Closed tarak77 closed 5 years ago
Hey @tarak77,
Yes. Below I wrote some rough code for you (using human as an example); not tested though.
Extract centromere coordinates from the 3rd column of the provided file color/hg19.chr.cen
, and convert it into a .leg
file with two lines per chromosome (for the two haplotypes):
awk 'BEGIN{FS="\t"}{print $1","$3",0";print $1","$3",1"}' color/hg19.chr.cen > hg19.cen.hom.leg
Find the 3D positions of all centromeres from a .3dg
file with dip-c pos -l
:
dip-c pos -l hg19.cen.hom.leg cell.3dg > cell.cen.pos
Give each centromere a name (string) and a color (real value):
awk 'BEGIN{FS="\t"}{print $1"(pat)";print $1"(mat)"}' color/hg19.chr.cen > hg19.cen.hom.name
awk 'BEGIN{FS="\t"}{print $1;print $1}' color/hg19.chr.cen | sed 's/X/23/g; s/Y/24/g' > hg19.cen.hom.color
Generate an mmCIF file with the provided script scripts/name_color_x_y_z_to_cif.py
:
paste hg19.cen.hom.name hg19.cen.hom.color cell.cen.pos | python scripts/name_color_x_y_z_to_cif.py /dev/stdin > cell.cen.n.cif
The final .cif
file can be overlaid in PyMol onto your existing .cif
file of the cell.
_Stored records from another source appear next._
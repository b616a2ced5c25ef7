//! Error types for control-plane calls.

use thiserror::Error;

/// Result type alias for control-plane calls.
pub type ClientResult<T> = Result<T, ClientError>;

/// Errors that can occur while talking to the control plane.
#[derive(Debug, Error)]
pub enum ClientError {
    #[error("invalid control-plane address {address}: {reason}")]
    InvalidAddress { address: String, reason: String },

    #[error("failed to build request for {path}: {reason}")]
    Request { path: String, reason: String },

    #[error("request to {path} failed: {reason}")]
    Transport { path: String, reason: String },

    #[error("{path} returned HTTP {status}: {body}")]
    Status {
        path: String,
        status: u16,
        body: String,
    },

    #[error("failed to decode response from {path}: {source}")]
    Decode {
        path: String,
        #[source]
        source: serde_json::Error,
    },
}

impl ClientError {
    /// Short label naming the failure class, used as the `type` label of
    /// the client error counter.
    pub fn kind(&self) -> &'static str {
        match self {
            Self::InvalidAddress { .. } => "invalid_address",
            Self::Request { .. } => "request",
            Self::Transport { .. } => "transport",
            Self::Status { .. } => "status",
            Self::Decode { .. } => "decode",
        }
    }
}

#[cfg(test)]
mod tests {
    use super::*;

    #[test]
    fn kind_labels_are_stable() {
        let err = ClientError::Status {
            path: "/v1/nodes".to_string(),
            status: 500,
            body: "boom".to_string(),
        };
        assert_eq!(err.kind(), "status");
        assert_eq!(err.to_string(), "/v1/nodes returned HTTP 500: boom");

        let err = ClientError::Transport {
            path: "/v1/status/leader".to_string(),
            reason: "connection refused".to_string(),
        };
        assert_eq!(err.kind(), "transport");
    }

    #[test]
    fn decode_error_keeps_source() {
        let source = serde_json::from_str::<u32>("nope").unwrap_err();
        let err = ClientError::Decode {
            path: "/v1/jobs".to_string(),
            source,
        };
        assert_eq!(err.kind(), "decode");
        assert!(std::error::Error::source(&err).is_some());
    }
}
//! Per-scrape output stream.
//!
//! A [`MetricSink`] is created for one scrape, shared by reference with
//! every concurrent fetcher (behind an `Arc` when tasks are spawned), and
//! drained into the ordered list of metric families when the scrape
//! finishes.

use std::collections::HashMap;
use std::sync::Mutex;

use tracing::warn;

use crate::desc::{Desc, MetricKind};

/// One exposed value.
#[derive(Debug, Clone, PartialEq)]
pub struct Sample {
    /// Appended to the family name (`_sum`, `_count` for summaries).
    pub suffix: &'static str,
    pub labels: Vec<(String, String)>,
    pub value: f64,
}

impl Sample {
    /// Value of a label on this sample.
    pub fn label(&self, name: &str) -> Option<&str> {
        self.labels
            .iter()
            .find(|(k, _)| k == name)
            .map(|(_, v)| v.as_str())
    }
}

/// All samples of one metric name gathered during a scrape.
#[derive(Debug, Clone, PartialEq)]
pub struct MetricFamily {
    pub name: String,
    pub help: &'static str,
    pub kind: MetricKind,
    pub samples: Vec<Sample>,
}

impl MetricFamily {
    /// Find the first sample whose labels include every given pair.
    pub fn find(&self, labels: &[(&str, &str)]) -> Option<&Sample> {
        self.samples
            .iter()
            .find(|s| labels.iter().all(|(k, v)| s.label(k) == Some(*v)))
    }
}

#[derive(Default)]
struct Families {
    order: Vec<MetricFamily>,
    index: HashMap<String, usize>,
}

/// Concurrency-safe collector for the samples of a single scrape.
#[derive(Default)]
pub struct MetricSink {
    families: Mutex<Families>,
}

impl MetricSink {
    pub fn new() -> Self {
        Self::default()
    }

    /// Emit one sample for `desc` with label values in descriptor order.
    pub fn emit(&self, desc: &Desc, value: f64, label_values: &[&str]) {
        let Some(labels) = desc.label_pairs(label_values) else {
            warn!(
                metric = %desc.name,
                expected = desc.labels.len(),
                got = label_values.len(),
                "dropping sample with wrong label count"
            );
            return;
        };
        self.push(
            desc,
            vec![Sample {
                suffix: "",
                labels,
                value,
            }],
        );
    }

    /// Append prepared samples to the family of `desc`.
    pub fn push(&self, desc: &Desc, samples: Vec<Sample>) {
        if samples.is_empty() {
            return;
        }
        let mut families = self.families.lock().unwrap_or_else(|e| e.into_inner());
        let idx = match families.index.get(&desc.name) {
            Some(&idx) => idx,
            None => {
                let idx = families.order.len();
                families.order.push(MetricFamily {
                    name: desc.name.clone(),
                    help: desc.help,
                    kind: desc.kind,
                    samples: Vec::new(),
                });
                families.index.insert(desc.name.clone(), idx);
                idx
            }
        };
        families.order[idx].samples.extend(samples);
    }

    /// Number of samples emitted so far.
    pub fn sample_count(&self) -> usize {
        let families = self.families.lock().unwrap_or_else(|e| e.into_inner());
        families.order.iter().map(|f| f.samples.len()).sum()
    }

    /// Take every family gathered so far, in first-emission order,
    /// leaving the sink empty.
    pub fn finish(&self) -> Vec<MetricFamily> {
        let mut families = self.families.lock().unwrap_or_else(|e| e.into_inner());
        std::mem::take(&mut *families).order
    }
}
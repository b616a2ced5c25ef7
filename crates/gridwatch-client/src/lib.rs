//! gridwatch-client: the control-plane boundary of gridwatch.
//!
//! Defines the domain types returned by the orchestration control plane,
//! the [`ReadOptions`] applied uniformly to read queries, and the
//! [`ControlPlane`] trait the collector is written against.
//!
//! # Architecture
//!
//! ```text
//! ControlPlane (trait, boxed Send futures)
//!   ├── HttpControlPlane → hyper client → /v1/... JSON
//!   └── MockControlPlane → in-memory MockState (tests; `mock` feature)
//! ```

pub mod client;
pub mod error;
#[cfg(any(test, feature = "mock"))]
pub mod mock;
pub mod options;
pub mod transport;
pub mod types;

pub use client::{ClientFuture, ControlPlane};
pub use error::{ClientError, ClientResult};
#[cfg(any(test, feature = "mock"))]
pub use mock::{MockControlPlane, MockState};
pub use options::ReadOptions;
pub use transport::HttpControlPlane;
pub use types::*;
You can then format the appearance of the centromere .cif
file to highlight it.
Awesome! Quick question:
I think I used UCSC Genome Browser's Table Browser, and selected something like "assembly gaps". In the gap file, some lines correspond to centromeres, with start and end coordinates. I simply picked the midpoints.
If that doesn't work for you, alternatively, for mouse you can probably just use zero as all centromere coordinates.
Oh I didn't realized that I forgot to upload my mm10 centromere files, used in the publication. I just updated this repo (cb19e6ad1c4e7a18c3ace28ba0cbf107452d67c2) to include that.
Great!, But in this file mm10 gap file: Galaxy12-[UCSC_Main_on_Mouse_gap(genome)].txt the centromere coordinates same for all chromosomes? why is that so?
Interesting, I don't get why using zero will work?
According to my understanding, all mouse centromeres are at the very beginning of chromosomes (called "telocentric"), and therefore should have similar start and end coordinates. I guess mm10 set them to be the same as an approximation. You can probably ask an expert about this.
Since each telomere-centromere is completely unmappable, it doesn't really matter where one sets the midpoint coordinate.
Ah I see, thanks!
@tanlongzhi , I was trying to implement the script, but get an error:
(py27) wg-dhcp174d191d007:dip-c tarakshisode$ paste mm10.cen.hom.name mm10.cen.hom.color ./test_cells/4CSE/M_4CSE-1/cell.cen.pos | python ./scripts/name_color_x_y_z_to_cif.py /dev/stdin > ./test_cells/4CSE/M_4CSE-1/cell.cen.n.cif
Traceback (most recent call last):
File "./scripts/name_color_x_y_z_to_cif.py", line 42, in <module>
b_factor = float(cen_tel_file_line_data[1]) # column 2: color -> b_factor
ValueError: could not convert string to float: chr1
The color values must be real numbers, not strings.
For mouse, you can remove the string prefix chr
and replace the sex chromosomes X
and Y
with 20
and 21
by running:
awk 'BEGIN{FS="\t"}{print $1;print $1}' color/mm10.chr.cen | sed 's/chr//g; s/X/20/g; s/Y/21/g' > mm10.cen.hom.color
You can find examples of such human-mouse difference (hg19 versus mm10) in data treatment in the provided scripts scripts/con_to_matlab_human.sh
versus scripts/con_to_matlab_mouse.sh
.
Right, missed the chr part. Also is there a way to make the centromere sphere sizes bigger in cif file??
According to my understanding of PyMol, the sphere size is not controlled by the mmCIF file.
I typically format it by typing the following in PyMol, assuming the centromere file is called cen.cif
:
set sphere_scale, 3, cen
Awesome!
Hey @tanlongzhi, Is there a way to highlight the centromere positions in the movie of the 3D models for human/mouse? I ask that because it may help us determine the cell cycle phase.